> [Task brief] Find the line with "Ok(tokens.as_ref().map(TokenPair::session))" in the entries below. Repeat it, every following line, and the line with "sign-out failed; clearing", exactly and with nothing added.

(Extracted data entries)
=-=-=
//! Hosted auth API client — password sign-in, token refresh, sign-out.
//!
//! ARCHITECTURE
//! ============
//! HTTP auth against the backend's token endpoints. The client owns the
//! live token pair and fans the latest session value out to gate
//! subscribers on every sign-in, refresh, and sign-out; subscribers always
//! observe the most recent value and the gate discards anything stale by
//! generation. Token persistence stays inside this client — nothing else
//! sees the refresh token.

#[cfg(test)]
#[path = "auth_test.rs"]
mod tests;

use std::sync::Arc;
use std::time::Duration;

use async_trait::async_trait;
use serde::Deserialize;
use tokio::sync::{Mutex, mpsc};
use tokio::task::JoinHandle;
use tracing::{info, warn};
use uuid::Uuid;

use gate::providers::{AuthProvider, ProviderError};
use gate::session::Session;

use crate::config::BackendConfig;

const SESSION_QUEUE_CAPACITY: usize = 16;
/// Refresh this many seconds before the access token expires.
const REFRESH_MARGIN_SECS: u64 = 60;

#[derive(Debug, thiserror::Error)]
pub enum AuthApiError {
    #[error("http request failed: {0}")]
    Http(#[from] reqwest::Error),
    #[error("auth endpoint returned {status}: {body}")]
    Rejected { status: u16, body: String },
    #[error("malformed auth response: {0}")]
    Malformed(String),
    #[error("no active session")]
    NoSession,
}

#[derive(Debug, Deserialize)]
struct TokenResponse {
    access_token: String,
    refresh_token: String,
    expires_in: u64,
    user: TokenUser,
}

#[derive(Debug, Deserialize)]
struct TokenUser {
    id: Uuid,
}

/// Live token state for the signed-in user.
#[derive(Debug, Clone)]
struct TokenPair {
    user_id: Uuid,
    access_token: String,
    refresh_token: String,
    expires_in_secs: u64,
}

impl TokenPair {
    fn session(&self) -> Session {
        Session::new(self.user_id, self.access_token.clone())
    }
}

pub struct AuthClient {
    http: reqwest::Client,
    config: BackendConfig,
    tokens: Mutex<Option<TokenPair>>,
    subscribers: Mutex<Vec<mpsc::Sender<Option<Session>>>>,
}

impl AuthClient {
    /// # Errors
    ///
    /// Returns an error if the HTTP client cannot be built.
    pub fn new(config: BackendConfig) -> Result<Self, AuthApiError> {
        let http = reqwest::Client::builder()
            .timeout(Duration::from_secs(config.request_timeout_secs))
            .connect_timeout(Duration::from_secs(config.connect_timeout_secs))
            .build()?;
        Ok(Self { http, config, tokens: Mutex::new(None), subscribers: Mutex::new(Vec::new()) })
    }

    fn token_url(&self, grant_type: &str) -> String {
        format!("{}/auth/v1/token?grant_type={grant_type}", self.config.base_url)
    }

    fn logout_url(&self) -> String {
        format!("{}/auth/v1/logout", self.config.base_url)
    }

    /// Sign in with email + password, returning the new session.
    ///
    /// # Errors
    ///
    /// Returns an error on transport failure, credential rejection, or a
    /// response the token parser does not understand.
    pub async fn sign_in_with_password(&self, email: &str, password: &str) -> Result<Session, AuthApiError> {
        let resp = self
            .http
            .post(self.token_url("password"))
            .header("apikey", &self.config.api_key)
            .json(&serde_json::json!({ "email": email, "password": password }))
            .send()
            .await?;
        let token = parse_token_response(resp).await?;
        let session = self.store_tokens(token).await;
        self.broadcast(Some(session.clone())).await;
        info!(user_id = %session.user_id, "signed in");
        Ok(session)
    }

    /// Exchange the stored refresh token for a fresh token pair.
    ///
    /// The user id is unchanged by a refresh, so subscribers receive the new
    /// session value but the gate will not re-fetch completion flags.
    ///
    /// # Errors
    ///
    /// Returns [`AuthApiError::NoSession`] when signed out, otherwise the
    /// same failures as sign-in.
    pub async fn refresh(&self) -> Result<Session, AuthApiError> {
        let refresh_token = {
            let tokens = self.tokens.lock().await;
            tokens.as_ref().map(|t| t.refresh_token.clone())
        }
        .ok_or(AuthApiError::NoSession)?;

        let resp = self
            .http
            .post(self.token_url("refresh_token"))
            .header("apikey", &self.config.api_key)
            .json(&serde_json::json!({ "refresh_token": refresh_token }))
            .send()
            .await?;
        let token = parse_token_response(resp).await?;
        let session = self.store_tokens(token).await;
        self.broadcast(Some(session.clone())).await;
        Ok(session)
    }

    /// Revoke an access token at the remote. Does not touch local state.
    ///
    /// # Errors
    ///
    /// Returns an error on transport failure or a non-success status.
    pub async fn revoke_token(&self, access_token: &str) -> Result<(), AuthApiError> {
        let resp = self
            .http
            .post(self.logout_url())
            .header("apikey", &self.config.api_key)
            .header("Authorization", format!("Bearer {access_token}"))
            .send()
            .await?;
        let status = resp.status();
        if !status.is_success() {
            let body = resp.text().await.unwrap_or_default();
            return Err(AuthApiError::Rejected { status: status.as_u16(), body });
        }
        Ok(())
    }

    /// Access token for authenticated REST reads, if signed in.
    pub async fn access_token(&self) -> Option<String> {
        let tokens = self.tokens.lock().await;
        tokens.as_ref().map(|t| t.access_token.clone())
    }

    async fn store_tokens(&self, token: TokenResponse) -> Session {
        let pair = TokenPair {
            user_id: token.user.id,
            access_token: token.access_token,
            refresh_token: token.refresh_token,
            expires_in_secs: token.expires_in,
        };
        let session = pair.session();
        *self.tokens.lock().await = Some(pair);
        session
    }

    async fn clear_tokens(&self) {
        *self.tokens.lock().await = None;
    }

    async fn expires_in_secs(&self) -> Option<u64> {
        let tokens = self.tokens.lock().await;
        tokens.as_ref().map(|t| t.expires_in_secs)
    }

    async fn broadcast(&self, session: Option<Session>) {
        let mut subscribers = self.subscribers.lock().await;
        subscribers.retain(|tx| match tx.try_send(session.clone()) {
            Ok(()) => true,
            Err(mpsc::error::TrySendError::Full(_)) => {
                warn!("session subscriber queue full; dropping update");
                true
            }
            Err(mpsc::error::TrySendError::Closed(_)) => false,
        });
    }

    #[cfg(test)]
    async fn subscriber_count(&self) -> usize {
        self.subscribers.lock().await.len()
    }
}

#[async_trait]
impl AuthProvider for AuthClient {
    async fn current_session(&self) -> Result<Option<Session>, ProviderError> {
        let tokens = self.tokens.lock().await;
        Ok(tokens.as_ref().map(TokenPair::session))
    }

    async fn subscribe(&self) -> mpsc::Receiver<Option<Session>> {
        let (tx, rx) = mpsc::channel(SESSION_QUEUE_CAPACITY);
        self.subscribers.lock().await.push(tx);
        rx
    }

    async fn sign_out(&self) -> Result<(), ProviderError> {
        if let Some(access_token) = self.access_token().await {
            // Best effort: a failed remote revoke must not keep the user
            // signed in locally.
            if let Err(e) = self.revoke_token(&access_token).await {
                warn!(error = %e, "remote sign-out failed; clearing local session anyway");
            }
        }
        self.clear_tokens().await;
        self.broadcast(None).await;
        info!("signed out");
        Ok(())
    }
}

async fn parse_token_response(resp: reqwest::Response) -> Result<TokenResponse, AuthApiError> {
    let status = resp.status();
    let body = resp.text().await?;
    if !status.is_success() {
        return Err(AuthApiError::Rejected { status: status.as_u16(), body });
    }
    serde_json::from_str(&body).map_err(|_| AuthApiError::Malformed(format!("unexpected response: {body}")))
}

/// Spawn a task that refreshes the token ahead of expiry.
///
/// On refresh failure the session is treated as invalidated: local tokens
/// are cleared and subscribers observe a signed-out state.
pub fn spawn_refresh_task(client: Arc<AuthClient>) -> JoinHandle<()> {
    tokio::spawn(async move {
        loop {
            let Some(expires_in) = client.expires_in_secs().await else {
                // Signed out; poll until a session appears.
                tokio::time::sleep(Duration::from_secs(REFRESH_MARGIN_SECS)).await;
                continue;
            };
            let wait = expires_in.saturating_sub(REFRESH_MARGIN_SECS).max(1);
            tokio::time::sleep(Duration::from_secs(wait)).await;

            match client.refresh().await {
                Ok(session) => info!(user_id = %session.user_id, "session refreshed"),
                Err(e) => {
                    warn!(error = %e, "token refresh failed; invalidating session");
                    client.clear_tokens().await;
                    client.broadcast(None).await;
                }
            }
        }
    })
}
=-=-=
> [Result of the task]
        Ok(tokens.as_ref().map(TokenPair::session))
    }

    async fn subscribe(&self) -> mpsc::Receiver<Option<Session>> {
        let (tx, rx) = mpsc::channel(SESSION_QUEUE_CAPACITY);
        self.subscribers.lock().await.push(tx);
        rx
    }

    async fn sign_out(&self) -> Result<(), ProviderError> {
        if let Some(access_token) = self.access_token().await {
            // Best effort: a failed remote revoke must not keep the user
            // signed in locally.
            if let Err(e) = self.revoke_token(&access_token).await {
                warn!(error = %e, "remote sign-out failed; clearing local session anyway");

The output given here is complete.